TEACHERS HANG TOUGH
A proposal for a freeze of income tax from the salaries of teachers for the next two financial years received the most support yesterday as members of the Jamaica Teachers' Association (JTA) debated the Government's seven per cent wage offer.
With militant teachers adamant that they would not accept the current wage offer, the income-tax freeze was voiced as one of the few measures which could be put on the table for the seven per cent over two years to be even considered.
During a marathon special delegates' conference called by the JTA at the Karl Hendrickson Auditorium at Jamaica College in St Andrew, the teachers also rejected what they described as a "Nicodemus late-night phone call" from the Government's chief negotiator, Horace Dalley, upping the book, software and technology allowance.
The JTA is seeking 15 per cent in year one (2015-2016), and 10 per cent in year two (2016-2017).
"The results are as follows: A total of 315 ballots were registered. There was one spoilt vote, 71 voted to accept and 243 voted to reject," announced JTA President Doran Dixon at 2:40 p.m., 40 minutes after delegates were issued ballots to votes.
"On Monday, we will communicate the decision of the delegates to the minister of finance and we are going to demand an urgent meeting to continue these negotiations. We accept the results, and we move forward, full speed ahead.
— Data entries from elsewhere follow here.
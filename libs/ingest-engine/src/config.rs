use serde::Deserialize;

use sink_file::FileSinkConfig;
use source_lines::LinesConfig;
use source_tcp::TcpConfig;

use crate::enrich::{DEFAULT_TENANT_FIELD, DEFAULT_TIMESTAMP_FIELD};
use crate::error::EngineError;

/// Root configuration. Parsed from TOML once at startup, immutable after.
#[derive(Debug, Clone, PartialEq, Deserialize)]
pub struct IngestConfig {
    /// Stream and region names. The `FlinkApplicationProperties` group id
    /// is accepted so exported property maps load unchanged.
    #[serde(alias = "FlinkApplicationProperties")]
    pub application_properties: ApplicationProperties,

    #[serde(default)]
    pub stage: StageConfig,

    pub source: SourceConfig,

    pub sink: SinkConfig,

    /// Destination for records the stage rejects (`on_error = "dead_letter"`).
    #[serde(default)]
    pub dead_letter: Option<SinkConfig>,
}

#[derive(Debug, Clone, PartialEq, Deserialize)]
pub struct ApplicationProperties {
    #[serde(default = "default_region", alias = "Region")]
    pub region: String,
    /// Stream the source reads from.
    #[serde(alias = "InputKinesisStream")]
    pub input_stream: String,
    /// Delivery stream the sink writes to.
    #[serde(alias = "FirehoseStreamName")]
    pub delivery_stream: String,
}

fn default_region() -> String {
    "us-west-2".into()
}

/// What the pipeline does with a record the stage cannot enrich.
#[derive(Debug, Clone, Copy, PartialEq, Eq, Default, Deserialize)]
#[serde(rename_all = "snake_case")]
pub enum FailurePolicy {
    /// Stop the pipeline and report the record.
    #[default]
    #[serde(alias = "fail_fast")]
    Fail,
    /// Log, count and drop the record.
    Skip,
    /// Forward the raw record to the dead-letter sink.
    DeadLetter,
}

#[derive(Debug, Clone, PartialEq, Deserialize)]
pub struct StageConfig {
    #[serde(default = "default_tenant_field")]
    pub tenant_field: String,
    #[serde(default = "default_timestamp_field")]
    pub timestamp_field: String,
    #[serde(default)]
    pub on_error: FailurePolicy,
    /// Number of enrichment workers. Records of one shard always go to
    /// the same worker.
    #[serde(default = "default_parallelism")]
    pub parallelism: usize,
    /// Bounded channel size between dispatcher and each worker.
    #[serde(default = "default_channel_buffer")]
    pub channel_buffer: usize,
}

fn default_tenant_field() -> String {
    DEFAULT_TENANT_FIELD.into()
}
fn default_timestamp_field() -> String {
    DEFAULT_TIMESTAMP_FIELD.into()
}
fn default_parallelism() -> usize {
    1
}
fn default_channel_buffer() -> usize {
    1024
}

impl Default for StageConfig {
    fn default() -> Self {
        Self {
            tenant_field: default_tenant_field(),
            timestamp_field: default_timestamp_field(),
            on_error: FailurePolicy::default(),
            parallelism: default_parallelism(),
            channel_buffer: default_channel_buffer(),
        }
    }
}

#[derive(Debug, Clone, PartialEq, Deserialize)]
#[serde(tag = "kind", rename_all = "snake_case")]
pub enum SourceConfig {
    Lines(LinesConfig),
    Tcp(TcpConfig),
}

#[derive(Debug, Clone, PartialEq, Deserialize)]
#[serde(tag = "kind", rename_all = "snake_case")]
pub enum SinkConfig {
    File(FileSinkConfig),
}

impl IngestConfig {
    /// Load configuration from a TOML file.
    pub fn load(path: &str) -> Result<Self, EngineError> {
        let content =
            std::fs::read_to_string(path).map_err(|e| EngineError::Config(format!("{path}: {e}")))?;
        Self::parse(&content).map_err(|e| e.with_context(path))
    }

    /// Parse and validate configuration from a TOML string.
    pub fn parse(toml_str: &str) -> Result<Self, EngineError> {
        let config: Self = toml::from_str(toml_str).map_err(|e| EngineError::Config(e.to_string()))?;
        config.validate()?;
        Ok(config)
    }

    pub fn validate(&self) -> Result<(), EngineError> {
        let props = &self.application_properties;
        require_non_empty("application_properties.region", &props.region)?;
        require_non_empty("application_properties.input_stream", &props.input_stream)?;
        require_non_empty("application_properties.delivery_stream", &props.delivery_stream)?;

        let stage = &self.stage;
        require_non_empty("stage.tenant_field", &stage.tenant_field)?;
        require_non_empty("stage.timestamp_field", &stage.timestamp_field)?;
        if stage.tenant_field == stage.timestamp_field {
            return Err(EngineError::Config(format!(
                "stage.tenant_field and stage.timestamp_field must differ (both '{}')",
                stage.tenant_field
            )));
        }
        if stage.parallelism == 0 {
            return Err(EngineError::Config("stage.parallelism must be at least 1".into()));
        }
        if stage.channel_buffer == 0 {
            return Err(EngineError::Config("stage.channel_buffer must be at least 1".into()));
        }

        match (stage.on_error, &self.dead_letter) {
            (FailurePolicy::DeadLetter, None) => {
                return Err(EngineError::Config(
                    "stage.on_error = \"dead_letter\" requires a [dead_letter] section".into(),
                ));
            }
            (policy, Some(_)) if policy != FailurePolicy::DeadLetter => {
                tracing::warn!(?policy, "[dead_letter] is configured but unused");
            }
            _ => {}
        }

        if let SourceConfig::Lines(lines) = &self.source {
            require_non_empty("source.path", &lines.path)?;
            if lines.poll_interval_ms == 0 {
                return Err(EngineError::Config("source.poll_interval_ms must be positive".into()));
            }
        }
        if let SinkConfig::File(file) = &self.sink {
            require_non_empty("sink.path", &file.path)?;
        }

        Ok(())
    }
}

fn require_non_empty(key: &str, value: &str) -> Result<(), EngineError> {
    if value.trim().is_empty() {
        return Err(EngineError::Config(format!("'{key}' must not be empty")));
    }
    Ok(())
}

#[cfg(test)]
mod tests {
    use source_lines::InitialPosition;

    use super::*;

    const MINIMAL: &str = r#"
        [application_properties]
        input_stream = "data-multi-tenant-stream"
        delivery_stream = "delivery-multi-tenant-stream"

        [source]
        kind = "lines"
        path = "input.log"

        [sink]
        kind = "file"
        path = "out/records.jsonl"
    "#;

    #[test]
    fn minimal_config_gets_defaults() {
        let config = IngestConfig::parse(MINIMAL).unwrap();
        assert_eq!(config.application_properties.region, "us-west-2");
        assert_eq!(config.stage, StageConfig::default());
        assert_eq!(config.stage.on_error, FailurePolicy::Fail);
        assert!(config.dead_letter.is_none());

        match &config.source {
            SourceConfig::Lines(lines) => {
                assert_eq!(lines.path, "input.log");
                assert_eq!(lines.initial_position, InitialPosition::Latest);
                assert!(!lines.follow);
            }
            other => panic!("unexpected source: {other:?}"),
        }
        match &config.sink {
            SinkConfig::File(file) => assert!(file.append),
        }
    }

    #[test]
    fn accepts_exported_property_names() {
        let config = IngestConfig::parse(
            r#"
            [FlinkApplicationProperties]
            Region = "eu-central-1"
            InputKinesisStream = "in"
            FirehoseStreamName = "out"

            [source]
            kind = "tcp"
            port = 7400

            [sink]
            kind = "file"
            "#,
        )
        .unwrap();

        let props = &config.application_properties;
        assert_eq!(props.region, "eu-central-1");
        assert_eq!(props.input_stream, "in");
        assert_eq!(props.delivery_stream, "out");
        match &config.source {
            SourceConfig::Tcp(tcp) => {
                assert_eq!(tcp.port, 7400);
                assert_eq!(tcp.host, "0.0.0.0");
            }
            other => panic!("unexpected source: {other:?}"),
        }
    }

    #[test]
    fn missing_stream_name_is_rejected() {
        let err = IngestConfig::parse(
            r#"
            [application_properties]
            input_stream = "in"
            [source]
            kind = "lines"
            [sink]
            kind = "file"
            "#,
        )
        .unwrap_err();
        assert!(err.to_string().contains("delivery_stream"), "{err}");

        let err = IngestConfig::parse(&MINIMAL.replace("\"data-multi-tenant-stream\"", "\"  \"")).unwrap_err();
        assert!(err.to_string().contains("input_stream"), "{err}");
    }

    #[test]
    fn dead_letter_policy_requires_sink() {
        let toml = format!("{MINIMAL}\n[stage]\non_error = \"dead_letter\"\n");
        let err = IngestConfig::parse(&toml).unwrap_err();
        assert!(err.to_string().contains("[dead_letter]"), "{err}");

        let toml = format!("{toml}\n[dead_letter]\nkind = \"file\"\npath = \"dlq.jsonl\"\n");
        let config = IngestConfig::parse(&toml).unwrap();
        assert_eq!(config.stage.on_error, FailurePolicy::DeadLetter);
        assert!(config.dead_letter.is_some());
    }

    #[test]
    fn stage_limits_are_checked() {
        for stage in [
            "parallelism = 0",
            "channel_buffer = 0",
            "tenant_field = \"\"",
            "tenant_field = \"ts\"\ntimestamp_field = \"ts\"",
        ] {
            let toml = format!("{MINIMAL}\n[stage]\n{stage}\n");
            assert!(IngestConfig::parse(&toml).is_err(), "{stage}");
        }
    }

    #[test]
    fn unknown_source_kind_is_rejected() {
        let toml = MINIMAL.replace("kind = \"lines\"", "kind = \"kinesis\"");
        assert!(matches!(IngestConfig::parse(&toml), Err(EngineError::Config(_))));
    }

    #[test]
    fn load_reports_path() {
        let err = IngestConfig::load("/nonexistent/ingest.toml").unwrap_err();
        assert!(err.to_string().contains("/nonexistent/ingest.toml"));
    }
}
The struggle continues," were Dixon's final words to the conference.
Close to 500 delegates were expected to attend the conference and more than 400 were in attendance, representing 78 district associations of the JTA, which represents some 24,000 teachers and principals.
However, with or without Dalley's call offering to increase the book, software and technology allowance from $141,000 to $171,000 in the first year and from $147,000 to $177,000 in the second year, it seemed the die was cast long before the teachers assembled to consider the offer and vote.
After a patient, three-hour presentation of the current offer to the teachers by Dixon, teacher after teacher who spoke, many leaders in the various district associations of the JTA, made their intentions clear.
Dixon listened as delegates vented, sought clarification and urged other delegates to vote "right". Speaking in clear, unhindered, and calm voices, they urged the Government to find more money.
"We have been in continuous dialogue with the Government's chief negotiator, the Honourable Horace Dalley, and we negotiate hard, but with respect," said Dixon, prior to the vote.
Asked if the percentage increase was the only sticking point in the negotiations, Dixon said: "The entire package is rejected."
Among the already agreed positions now rejected by the teachers is duty allowance, which was to increase by $2,000 in the first year and a further $1,000 in the second year.
The JTA is seeking a $30,000 increase in the first year and a further $30,000 increase in the second year.
A 100 per cent increase, from $750 to $1,500 in special duty allowance, was also an agreed position. This is an allowance for national events.
The Ministry of Education has also agreed to the appointment of one teacher qualified in physical education, music, visual arts and information technology in primary schools, and a technology integration specialist for all schools.
The JTA wants, and the ministry has supported, payment for unutilised casual and vacation leave, the assignment of plant managers for schools with enrolment in excess of 800 students, and that $10 million be made available for the professional development of teachers.
The teachers body is also asking for 10 social workers to be assigned in each of the ministry's regional offices; that sixth-form teachers who teach 50 or more per cent of their classes at that level be remunerated at the level in the lecturer's scale; a special administrative allowance be paid to principal in the schools with enrolment in excess of 300 students; administrative leave for vice-principals in off-site campuses; and the right to reopen negotiations.